From Aug/2011 to Sep/2023, 92 pts were included: 74 (80%) in HD and 18 (20%) in LD group. The mean daily doses in HD and LD groups were: 9.6mg (range: 6.8 – 10) and 5.3mg (4.7 – 6), respectively. In the HD, 24% of pts required dose reductions and 23% had permanent discontinuation. At a median follow up of 4.2 years, median TTF was 9.2 months (IQR: 3.7 – 32) for pts on HD and 7.2 months (IQR: 3.9 – 27) for those on LD (log rank p = 0.85). TTF was also not significantly different according to LD v HD (HR: 1.24, 95% CI: 0.68 - 2.25; p = 0.47), after adjusting for age at C1D1 of everolimus (HR: 1.02; 95% CI: 1.01 - 1.04; p = 0.002), NET grade (HR: 1.27, 95% CI: 0.95 - 1.71; p = 0.11), or treatment line (HR: 1.55, 95% CI: 0.92 – 2.62; p = 0.09). In the LD v HD groups, median OS was 3.6 years (IQR: 1.4 – 6) and 6.5 years (IQR: 1.37 - 9.98; log rank p = 0.57), respectively.
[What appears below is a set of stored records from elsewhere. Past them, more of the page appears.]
use crate::error::AttemptError;
use crate::image::backends::{build_image_http_client, check_status, malformed, require_key, ImageBackend};
use crate::image::sizes::SizeTable;
use crate::image::{AspectRatio, ImageProvider, ImageSpec};
use async_trait::async_trait;
use base64::engine::general_purpose::STANDARD;
use base64::Engine;
use reqwest::multipart::Form;
use reqwest::Client;
use serde::Deserialize;

const PROVIDER: ImageProvider = ImageProvider::Stability;

/// Stability AI stable-image core endpoint. Images come back inline and are returned
/// as data URLs.
pub struct StabilityBackend {
    client: Client,
    base_url: String,
    aspect_ratios: SizeTable<&'static str>,
}

impl StabilityBackend {
    pub fn new(base_url: Option<String>) -> Result<Self, reqwest::Error> {
        Ok(Self {
            client: build_image_http_client()?,
            base_url: base_url.unwrap_or_else(|| "https://api.stability.ai".to_string()),
            aspect_ratios: Self::default_aspect_ratios(),
        })
    }

    pub fn default_aspect_ratios() -> SizeTable<&'static str> {
        SizeTable::new(
            vec![
                (AspectRatio::Square, "1:1"),
                (AspectRatio::Landscape, "16:9"),
                (AspectRatio::Portrait, "9:16"),
                (AspectRatio::Standard, "4:3"),
                (AspectRatio::Wide, "21:9"),
            ],
            "1:1",
        )
    }

    pub fn aspect_ratio_for(&self, aspect: AspectRatio) -> &'static str {
        *self.aspect_ratios.lookup(aspect)
    }
}

#[derive(Deserialize)]
struct StabilityResponse {
    image: Option<String>,
    finish_reason: Option<String>,
}

pub(crate) fn parse_response(body: &str) -> Result<String, AttemptError> {
    let parsed: StabilityResponse = serde_json::from_str(body)
        .map_err(|e| malformed(PROVIDER, format!("invalid JSON: {}", e)))?;
    if let Some(reason) = parsed.finish_reason.as_deref() {
        if reason != "SUCCESS" {
            return Err(malformed(PROVIDER, format!("generation finished with {}", reason)));
        }
    }
    let image = parsed
        .image
        .filter(|image| !image.is_empty())
        .ok_or_else(|| malformed(PROVIDER, "response contained no image"))?;
    STANDARD
        .decode(image.as_bytes())
        .map_err(|e| malformed(PROVIDER, format!("image is not valid base64: {}", e)))?;
    Ok(format!("data:image/png;base64,{}", image))
}

#[async_trait]
impl ImageBackend for StabilityBackend {
    fn provider(&self) -> ImageProvider {
        PROVIDER
    }

    async fn generate(&self, spec: &ImageSpec, api_key: Option<&str>) -> Result<String, AttemptError> {
        let api_key = require_key(PROVIDER, api_key)?;
        let form = Form::new()
            .text("prompt", spec.prompt())
            .text("aspect_ratio", self.aspect_ratio_for(spec.aspect_ratio))
            .text("output_format", "png");

        let response = self
            .client
            .post(format!("{}/v2beta/stable-image/generate/core", self.base_url))
            .bearer_auth(api_key)
            .header("Accept", "application/json")
            .multipart(form)
            .send()
            .await
            .map_err(|e| AttemptError::from_http(PROVIDER.as_str(), e))?;
        let response = check_status(PROVIDER, response).await?;
        let body = response
            .text()
            .await
            .map_err(|e| AttemptError::from_http(PROVIDER.as_str(), e))?;
        parse_response(&body)
    }
}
In the Cox model, age (HR: 1.03, 95% CI: 1.01 - 1.05; p = 0.007), NET grade (HR: 1.68, 95% CI: 1.15 – 2.47; p = 0.008), and line of everolimus (HR: 2.1; 95% CI: 1.05 - 4.13; p =0.036), but not everolimus mean daily dose (HR: 1.32, 95% CI: 0.56 – 3.13; p = 0.53), were independently associated with OS.

Conclusions

Everolimus 5 to 6mg/day leads to similar efficacy than higher doses but offers less toxicity and cost.

Clinical trial identification

Editorial acknowledgement

Legal entity responsible for the study

R. Riechelmann.

Funding

Has not received any funding.

Disclosure

All authors have declared no conflicts of interest.